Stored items
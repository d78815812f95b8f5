use serde::{Deserialize, Serialize};

use crate::config::{DEFAULT_MAX_CHAIN_DEPTH, DEFAULT_RECEIVE_CAPACITY};

/// What to do when the request does not fit in the receive buffer
#[derive(Debug, Clone, Copy, PartialEq, Eq, Default, Serialize, Deserialize)]
#[serde(rename_all = "snake_case")]
pub enum OversizePolicy {
    /// Fail the exchange
    #[default]
    Reject,
    /// Keep the first `receive_capacity` bytes and carry on
    Truncate,
}

/// Per-session rules, fixed at startup and never mutated afterwards.
#[derive(Debug, Clone, Copy, PartialEq, Eq)]
pub struct SessionPolicy {
    require_peer_certificate: bool,
    max_chain_depth:          usize,
    receive_capacity:         usize,
    oversize:                 OversizePolicy,
}

impl SessionPolicy {
    pub fn new(require_peer_certificate: bool, max_chain_depth: usize) -> Self {
        Self {
            require_peer_certificate,
            max_chain_depth,
            receive_capacity: DEFAULT_RECEIVE_CAPACITY,
            oversize: OversizePolicy::default(),
        }
    }

    /// Server-only authentication: no certificate request is sent
    pub fn server_auth_only() -> Self {
        Self::new(false, DEFAULT_MAX_CHAIN_DEPTH)
    }

    /// Mutual authentication with the default verification depth
    pub fn mutual() -> Self {
        Self::new(true, DEFAULT_MAX_CHAIN_DEPTH)
    }

    pub fn with_receive_capacity(mut self, capacity: usize) -> Self {
        self.receive_capacity = capacity;
        self
    }

    pub fn with_oversize(mut self, oversize: OversizePolicy) -> Self {
        self.oversize = oversize;
        self
    }

    pub fn require_peer_certificate(&self) -> bool {
        self.require_peer_certificate
    }

    /// Maximum number of intermediate authorities between the peer
    /// certificate and a trust anchor
    pub fn max_chain_depth(&self) -> usize {
        self.max_chain_depth
    }

    pub fn receive_capacity(&self) -> usize {
        self.receive_capacity
    }

    pub fn oversize(&self) -> OversizePolicy {
        self.oversize
    }
}

impl Default for SessionPolicy {
    fn default() -> Self {
        Self::mutual()
    }
}

#[cfg(test)]
mod tests {
    use super::*;

    #[test]
    fn builders_keep_other_fields() {
        let policy = SessionPolicy::new(true, 3)
            .with_receive_capacity(16)
            .with_oversize(OversizePolicy::Truncate);
        assert!(policy.require_peer_certificate());
        assert_eq!(policy.max_chain_depth(), 3);
        assert_eq!(policy.receive_capacity(), 16);
        assert_eq!(policy.oversize(), OversizePolicy::Truncate);
    }

    #[test]
    fn server_auth_only_does_not_require_certificate() {
        let policy = SessionPolicy::server_auth_only();
        assert!(!policy.require_peer_certificate());
        assert_eq!(policy.oversize(), OversizePolicy::Reject);
    }
}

WORK TASK —
Taking the entries above, write out exactly each line from the one holding "Self::new(true, DEFAULT_MAX_CHAIN_DEPTH)" to the one holding "assert_eq!(policy.max_chain_depth(), 3);", both included, and stop there.

RESULT —
        Self::new(true, DEFAULT_MAX_CHAIN_DEPTH)
    }

    pub fn with_receive_capacity(mut self, capacity: usize) -> Self {
        self.receive_capacity = capacity;
        self
    }

    pub fn with_oversize(mut self, oversize: OversizePolicy) -> Self {
        self.oversize = oversize;
        self
    }

    pub fn require_peer_certificate(&self) -> bool {
        self.require_peer_certificate
    }

    /// Maximum number of intermediate authorities between the peer
    /// certificate and a trust anchor
    pub fn max_chain_depth(&self) -> usize {
        self.max_chain_depth
    }

    pub fn receive_capacity(&self) -> usize {
        self.receive_capacity
    }

    pub fn oversize(&self) -> OversizePolicy {
        self.oversize
    }
}

impl Default for SessionPolicy {
    fn default() -> Self {
        Self::mutual()
    }
}

#[cfg(test)]
mod tests {
    use super::*;

    #[test]
    fn builders_keep_other_fields() {
        let policy = SessionPolicy::new(true, 3)
            .with_receive_capacity(16)
            .with_oversize(OversizePolicy::Truncate);
        assert!(policy.require_peer_certificate());
        assert_eq!(policy.max_chain_depth(), 3);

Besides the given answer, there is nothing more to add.